- Outfielder
- Born: December 28, 1923 Swepsonville, North Carolina, U.S.
- Died: September 28, 2009 (aged 85) Asheville, North Carolina, U.S.
- Batted: LeftThrew: Left

MLB debut
- April 24, 1949, for the Boston Braves

Last MLB appearance
- June 22, 1954, for the Brooklyn Dodgers

MLB statistics
- Batting average: .218
- Home runs: 1
- Runs scored: 52
- Stats at Baseball Reference

Teams
- Boston Braves (1949); Brooklyn Dodgers (1951, 1953–1954);

= Don Thompson (baseball) =

American baseball player (1923–2009)

Donald Newlin Thompson (December 28, 1923 – September 28, 2009) was an American Major League Baseball player. He was an outfielder for the Boston Braves and Brooklyn Dodgers from 1949 to 1954.

==Baseball career==
Thompson was born in Swepsonville, North Carolina. In 1943, he signed with the Boston Red Sox organization as a pitcher. He pitched in the minor leagues for a few years but then hurt his arm. He converted into an outfielder, and in 1947 he hit .328 for the Class D Milford Red Sox.

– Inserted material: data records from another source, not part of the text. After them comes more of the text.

//! Turning field-tagged announcement records into typed candidates.
//!
//! The fetcher hands over each announcement as the ordered `(label, value)`
//! pairs of its detail tables. Extraction from HTML happens upstream.

use chrono::{Datelike as _, NaiveDate};
use serde::{Deserialize, Serialize};

use crate::{
  Error, Result,
  change::{ChangeEvent, ChangeType},
  identity::{Background, NewIdentity},
};

/// One announcement as delivered by the fetcher.
#[derive(Debug, Clone, PartialEq, Eq, Serialize, Deserialize)]
pub struct RawAnnouncement {
  /// The portal's announcement id; unique per announcement.
  pub source_id: i64,
  pub fields:    Vec<(String, String)>,
}

/// Everything one announcement says, ready for ingestion.
#[derive(Debug, Clone, PartialEq, Eq)]
pub struct ParsedAnnouncement {
  pub event:      ChangeEvent,
  pub person:     NewIdentity,
  pub company:    Option<NewIdentity>,
  pub background: Background,
}

/// Turns a raw announcement into typed candidates.
pub trait AnnouncementParser {
  fn parse(&self, raw: &RawAnnouncement) -> Result<ParsedAnnouncement>;
}

// ─── Labels ──────────────────────────────────────────────────────────────────

const DATE_ANNOUNCED: &str = "Date Announced";
const DATE_OF_CHANGE: &str = "Date of change";
const TYPE_OF_CHANGE: &str = "Type of change";
const AGE: &str = "Age";
const MAX_AGE: u8 = 150;

const QUALIFICATIONS: &str = "Qualifications";
const WORKING_EXPERIENCE: &str = "Working experience and occupation";
const DIRECTORSHIPS: &str = "Directorships in public companies and listed issuers (if any)";
const DIRECTORSHIPS_OLD: &str = "Directorship of public companies (if any)";
const FAMILY_RELATIONSHIP: &str =
  "Family relationship with any director and/or major shareholder of the listed issuer";
const CONFLICT_OF_INTEREST: &str =
  "Any conflict of interests that he/she has with the listed issuer";
const INTEREST_IN_SECURITIES: &str =
  "Details of any interest in the securities of the listed issuer or its subsidiaries";

const DATE_LAYOUTS: &[&str] = &["%d %b %Y", "%d/%b/%Y", "%d/%m/%Y", "%Y-%m-%d"];

// ─── FieldParser ─────────────────────────────────────────────────────────────

/// Reads the portal's boardroom-change form by label.
///
/// Labels compare case-insensitively after cleaning; the first non-empty
/// value for a label wins. A value of `nil` counts as absent.
#[derive(Debug, Clone, Copy, Default)]
pub struct FieldParser;

impl AnnouncementParser for FieldParser {
  fn parse(&self, raw: &RawAnnouncement) -> Result<ParsedAnnouncement> {
    let fields = Fields(&raw.fields);

    let type_text = fields.get(TYPE_OF_CHANGE).ok_or(Error::MissingField(TYPE_OF_CHANGE))?;
    let change_type: ChangeType = type_text
      .parse()
      .map_err(|_| Error::UnknownChangeType(type_text.clone()))?;

    let person_name = fields
      .get("Name")
      .map(|n| n.to_uppercase())
      .ok_or(Error::MissingField("Name"))?;

    let date_of_change = fields.date(DATE_OF_CHANGE)?;
    let date_announced = fields.date(DATE_ANNOUNCED)?.or(date_of_change);

    let mut designation = fields.get("New Position");
    let mut previous_position = fields.get("Previous Position");
    if designation.is_none() {
      let listed = fields.get("Designation");
      if change_type == ChangeType::Appointment {
        designation = listed;
      } else if previous_position.is_none() {
        previous_position = listed;
      }
    }

    let affiliation_code = fields
      .get("Stock Code")
      .or_else(|| fields.get("Stock Name"))
      .map(|c| c.to_uppercase());
    let company_name = fields.get("Company Name").map(|c| c.to_uppercase());

    let birth_year = match (fields.age()?, date_announced) {
      (Some(age), Some(announced)) => announced.year().checked_sub(age),
      _ => None,
    };
    let gender = fields
      .get("Gender")
      .and_then(|g| g.chars().next())
      .map(|c| c.to_uppercase().collect::<String>());
    let nationality = fields.get("Nationality").map(|n| n.to_uppercase());

    let event = ChangeEvent {
      source_id: Some(raw.source_id),
      company_name: company_name.clone(),
      affiliation_code: affiliation_code.clone(),
      person_name: person_name.clone(),
      person_title: None,
      person_birth_year: birth_year,
      gender: gender.clone(),
      nationality: nationality.clone(),
      date_announced,
      date_of_change,
      designation,
      previous_position,
      remarks: fields.get("Remarks"),
      directorate: fields.get("Directorate"),
      change_type,
      related_identity: None,
    };

    let mut person = NewIdentity::person(person_name);
    person.affiliation_code = affiliation_code.clone();
    person.birth_year = birth_year;
    person.gender = gender;
    person.nationality = nationality;

    let company = company_name.map(|name| {
      let mut company = NewIdentity::company(name);
      company.affiliation_code = affiliation_code;
      company
    });

    let background = Background {
      qualification:          fields.get(QUALIFICATIONS),
      working_experience:     fields.get(WORKING_EXPERIENCE),
      directorships:          fields.get(DIRECTORSHIPS).or_else(|| fields.get(DIRECTORSHIPS_OLD)),
      family_relationship:    fields.get(FAMILY_RELATIONSHIP),
      conflict_of_interest:   fields.get(CONFLICT_OF_INTEREST),
      interest_in_securities: fields.get(INTEREST_IN_SECURITIES),
    };

    Ok(ParsedAnnouncement { event, person, company, background })
  }
}

// ─── Field lookup ────────────────────────────────────────────────────────────

struct Fields<'a>(&'a [(String, String)]);

impl Fields<'_> {
  fn get(&self, label: &str) -> Option<String> {
    self
      .0
      .iter()
      .filter(|(l, _)| clean(l).eq_ignore_ascii_case(label))
      .map(|(_, v)| clean(v))
      .find(|v| !v.is_empty() && !v.eq_ignore_ascii_case("nil"))
  }

  fn date(&self, label: &'static str) -> Result<Option<NaiveDate>> {
    self
      .get(label)
      .map(|value| parse_date(&value).ok_or(Error::InvalidDate { label, value }))
      .transpose()
  }

  /// Age in whole years, at most [`MAX_AGE`].
  fn age(&self) -> Result<Option<i32>> {
    self
      .get(AGE)
      .map(|value| match value.parse::<u8>() {
        Ok(age) if age <= MAX_AGE => Ok(i32::from(age)),
        _ => Err(Error::InvalidNumber { label: AGE, value }),
      })
      .transpose()
  }
}

/// Strip colons, turn non-breaking spaces into spaces and trim.
fn clean(s: &str) -> String {
  s.replace(':', "").replace('\u{a0}', " ").trim().to_owned()
}

fn parse_date(s: &str) -> Option<NaiveDate> {
  DATE_LAYOUTS
    .iter()
    .find_map(|layout| NaiveDate::parse_from_str(s, layout).ok())
}
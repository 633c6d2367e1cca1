//! Error types for `boardroom-core`.

use thiserror::Error;

type BoxError = Box<dyn std::error::Error + Send + Sync>;

#[derive(Debug, Error)]
pub enum Error {
  /// A store read failed. The current record is abandoned.
  #[error("store lookup failed: {0}")]
  Lookup(#[source] BoxError),

  /// A store write failed. The record stays unreconciled until the next run.
  #[error("store write failed: {0}")]
  Write(#[source] BoxError),

  #[error("missing required field: {0}")]
  MissingField(&'static str),

  #[error("invalid date in {label}: {value:?}")]
  InvalidDate { label: &'static str, value: String },

  #[error("invalid number in {label}: {value:?}")]
  InvalidNumber { label: &'static str, value: String },

  #[error("unknown type of change: {0:?}")]
  UnknownChangeType(String),
}

impl Error {
  pub fn lookup(e: impl std::error::Error + Send + Sync + 'static) -> Self {
    Self::Lookup(Box::new(e))
  }

  pub fn write(e: impl std::error::Error + Send + Sync + 'static) -> Self {
    Self::Write(Box::new(e))
  }

  /// Whether this error came from the store rather than from the input.
  pub fn is_store(&self) -> bool {
    matches!(self, Self::Lookup(_) | Self::Write(_))
  }
}

pub type Result<T, E = Error> = std::result::Result<T, E>;
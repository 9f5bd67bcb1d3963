//! Errors that can occur while planning a proxy creation

use alloc::string::String;
use alloy_primitives::{Address, B256};
use core::fmt::{self, Display, Formatter};

/// Errors that can occur while encoding an initializer or predicting a proxy address
#[derive(Debug, Clone, PartialEq, Eq)]
pub enum CreationError {
    /// The setup parameters are inconsistent, e.g. a threshold out of range
    InvalidConfiguration(String),
    /// An address failed format or checksum validation
    MalformedAddress(String),
    /// No creation code template is known for the given factory
    UnknownFactoryTemplate(Address),
    /// Two distinct (initializer, nonce) pairs produced the same salt
    SaltCollision {
        /// The salt shared by both plans
        salt: B256,
    },
}

impl Display for CreationError {
    fn fmt(&self, f: &mut Formatter<'_>) -> fmt::Result {
        match self {
            CreationError::InvalidConfiguration(s) => write!(f, "invalid configuration: {}", s),
            CreationError::MalformedAddress(s) => write!(f, "malformed address: {}", s),
            CreationError::UnknownFactoryTemplate(factory) => {
                write!(f, "unknown creation code template for factory {}", factory)
            }
            CreationError::SaltCollision { salt } => {
                write!(f, "salt {} was already planned with different inputs", salt)
            }
        }
    }
}

impl core::error::Error for CreationError {}
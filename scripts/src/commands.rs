//! Implementations of the creation scripts

use alloy::primitives::Address;
use creation_core::{
    initializer::validate_setup,
    intent::DeploymentIntent,
    template::TemplateRegistry,
    types::{ContractInterface, ContractReference},
};
use tracing::{info, warn};

use crate::{
    client::{ChainClient, SubmittedCreation},
    config::CreationConfig,
    errors::ScriptError,
    record::{CreationRecord, CreationStatus},
    report::CreationReport,
    resolver::ContractResolver,
};

/// The result of running a creation
#[derive(Debug, Clone)]
pub struct CreationOutcome {
    /// The planned creation
    pub intent: DeploymentIntent,
    /// The submitted transaction, unless only the transaction was built
    pub submitted: Option<SubmittedCreation>,
}

/// Plan a creation from its configuration
///
/// The client is only used to fetch the creation code of a factory with no
/// known template. Without a client such a factory fails to resolve.
pub async fn plan_creation<C: ChainClient>(
    config: &CreationConfig,
    resolver: &impl ContractResolver,
    client: Option<&C>,
) -> Result<DeploymentIntent, ScriptError> {
    validate_setup(&config.setup)?;

    let singleton = resolve(resolver, config.singleton_interface, config.singleton)?;
    let factory = resolve(resolver, ContractInterface::ProxyFactory, config.factory)?;

    let mut templates = TemplateRegistry::canonical();
    match (&config.creation_code, client) {
        (Some(code), _) => templates.register(factory.address, code.clone()),
        (None, Some(client)) if !templates.contains(&factory.address) => {
            info!("no known creation code for factory {}, fetching it", factory.address);
            let code = client.proxy_creation_code(factory.address).await?;
            templates.register(factory.address, code);
        }
        _ => {}
    }

    DeploymentIntent::plan(&templates, factory, singleton, &config.setup, config.nonce)
        .map_err(ScriptError::from)
}

/// Resolve a contract, preferring an explicit address
fn resolve(
    resolver: &impl ContractResolver,
    interface: ContractInterface,
    address: Option<Address>,
) -> Result<ContractReference, ScriptError> {
    match address {
        Some(address) => Ok(ContractReference::new(address, interface)),
        None => resolver.resolve(interface),
    }
}

/// Plan a Safe creation, print it, and submit it unless only building
///
/// In build-only mode the client is never touched. Otherwise the proxy address
/// reported by the factory is checked against the prediction, and a creation
/// the record already shows as deployed is refused before anything is sent.
pub async fn create_safe<C: ChainClient>(
    config: &CreationConfig,
    resolver: &impl ContractResolver,
    client: Option<&C>,
) -> Result<CreationOutcome, ScriptError> {
    let client = match (config.build_only, client) {
        (true, _) => None,
        (false, Some(client)) => Some(client),
        (false, None) => {
            return Err(ScriptError::ClientInitialization(
                "a client is required to submit".to_string(),
            ))
        }
    };

    let intent = plan_creation(config, resolver, client).await?;
    println!("{}", CreationReport::from(&intent));

    let mut record = match &config.record {
        Some(path) => {
            let mut record = CreationRecord::load(path)?;
            if let Some(entry) = record.find(&intent) {
                if entry.status == CreationStatus::Deployed && client.is_some() {
                    return Err(ScriptError::AlreadyDeployed {
                        address: entry.predicted_address,
                        tx_hash: entry.tx_hash,
                    });
                }
            }

            if !record.plan(&intent)? {
                warn!("creation at {} was already planned", intent.predicted_address);
            }
            record.save(path)?;
            Some(record)
        }
        None => None,
    };

    let Some(client) = client else {
        return Ok(CreationOutcome {
            intent,
            submitted: None,
        });
    };

    let submitted = client.submit_creation(&intent).await?;
    match submitted.proxy {
        Some(deployed) if deployed != intent.predicted_address => {
            return Err(ScriptError::AddressMismatch {
                predicted: intent.predicted_address,
                deployed,
            });
        }
        Some(_) => info!("proxy created at {}", intent.predicted_address),
        None => warn!(
            "no ProxyCreation event in {:#x}, could not confirm the proxy address",
            submitted.tx_hash
        ),
    }

    if let (Some(record), Some(path)) = (record.as_mut(), &config.record) {
        record.mark_deployed(&intent, submitted.tx_hash);
        record.save(path)?;
    }

    Ok(CreationOutcome {
        intent,
        submitted: Some(submitted),
    })
}
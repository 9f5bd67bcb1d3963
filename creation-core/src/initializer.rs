//! Encoding of the Safe `setup` initializer run on a freshly created proxy
//!
//! The encoded bytes are hashed into the proxy's salt, so the encoding must
//! match the canonical ABI encoding byte for byte.

use alloc::{collections::BTreeSet, format, string::ToString};
use alloy_primitives::{Address, Bytes, U256};
use alloy_sol_types::SolCall;

use crate::{
    constants::SENTINEL_OWNER, errors::CreationError, solidity::setupCall, types::SetupParams,
};

/// Check the setup parameters against the constraints the Safe enforces on setup
///
/// Owners are compared as raw addresses, so two spellings of the same address
/// count as a duplicate.
pub fn validate_setup(params: &SetupParams) -> Result<(), CreationError> {
    let num_owners = params.owners.len() as u64;
    if num_owners == 0 {
        return Err(CreationError::InvalidConfiguration(
            "at least one owner is required".to_string(),
        ));
    }

    if params.threshold == 0 || params.threshold > num_owners {
        return Err(CreationError::InvalidConfiguration(format!(
            "threshold {} is outside of [1, {num_owners}]",
            params.threshold
        )));
    }

    let mut seen = BTreeSet::new();
    for owner in &params.owners {
        if *owner == Address::ZERO || *owner == SENTINEL_OWNER {
            return Err(CreationError::InvalidConfiguration(format!(
                "{owner} cannot be an owner"
            )));
        }

        if !seen.insert(*owner) {
            return Err(CreationError::InvalidConfiguration(format!(
                "duplicate owner {owner}"
            )));
        }
    }

    // The Safe only runs the setup delegate call when a target is given
    if params.setup_to == Address::ZERO && !params.setup_data.is_empty() {
        return Err(CreationError::InvalidConfiguration(
            "setup data given without a setup target".to_string(),
        ));
    }

    Ok(())
}

/// Prepare calldata for the Safe singleton's `setup` method
pub fn encode_setup(params: &SetupParams) -> Result<Bytes, CreationError> {
    validate_setup(params)?;

    let calldata = setupCall::new((
        params.owners.clone(),
        U256::from(params.threshold),
        params.setup_to,
        params.setup_data.clone(),
        params.fallback_handler,
        params.payment_token,
        params.payment,
        params.payment_receiver,
    ))
    .abi_encode();

    Ok(calldata.into())
}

Thompson made his Major League debut in 1949 for the Braves. After the season, he was traded to the Dodgers and spent 1950 with their top minor league club, the International League's Montreal Royals. He led the Royals in all three triple crown categories and was promoted to the Major League team in 1951. As a backup outfielder in 1951, Thompson hit just .229. He had the lowest batting average and OPS of any Dodger player with over 100 at-bats, and Brooklyn lost the pennant by one game.

In 1952, Thompson returned to Montreal and batted .345. He was Brooklyn's left fielder in 1953. His career highlight came in game 4 of that year's World Series, when he threw out the New York Yankees' Billy Martin at home plate to end the game. In 1954, Thompson hit just .040 in 34 games and was again sent down to Montreal. He retired after the season.

==Later life==
Thompson went into the automobile business after his baseball days were over and later became a real estate agent. He was elected into the Brooklyn Dodgers Hall of Fame in 1997.

Thompson died in 2009, at the age of 85.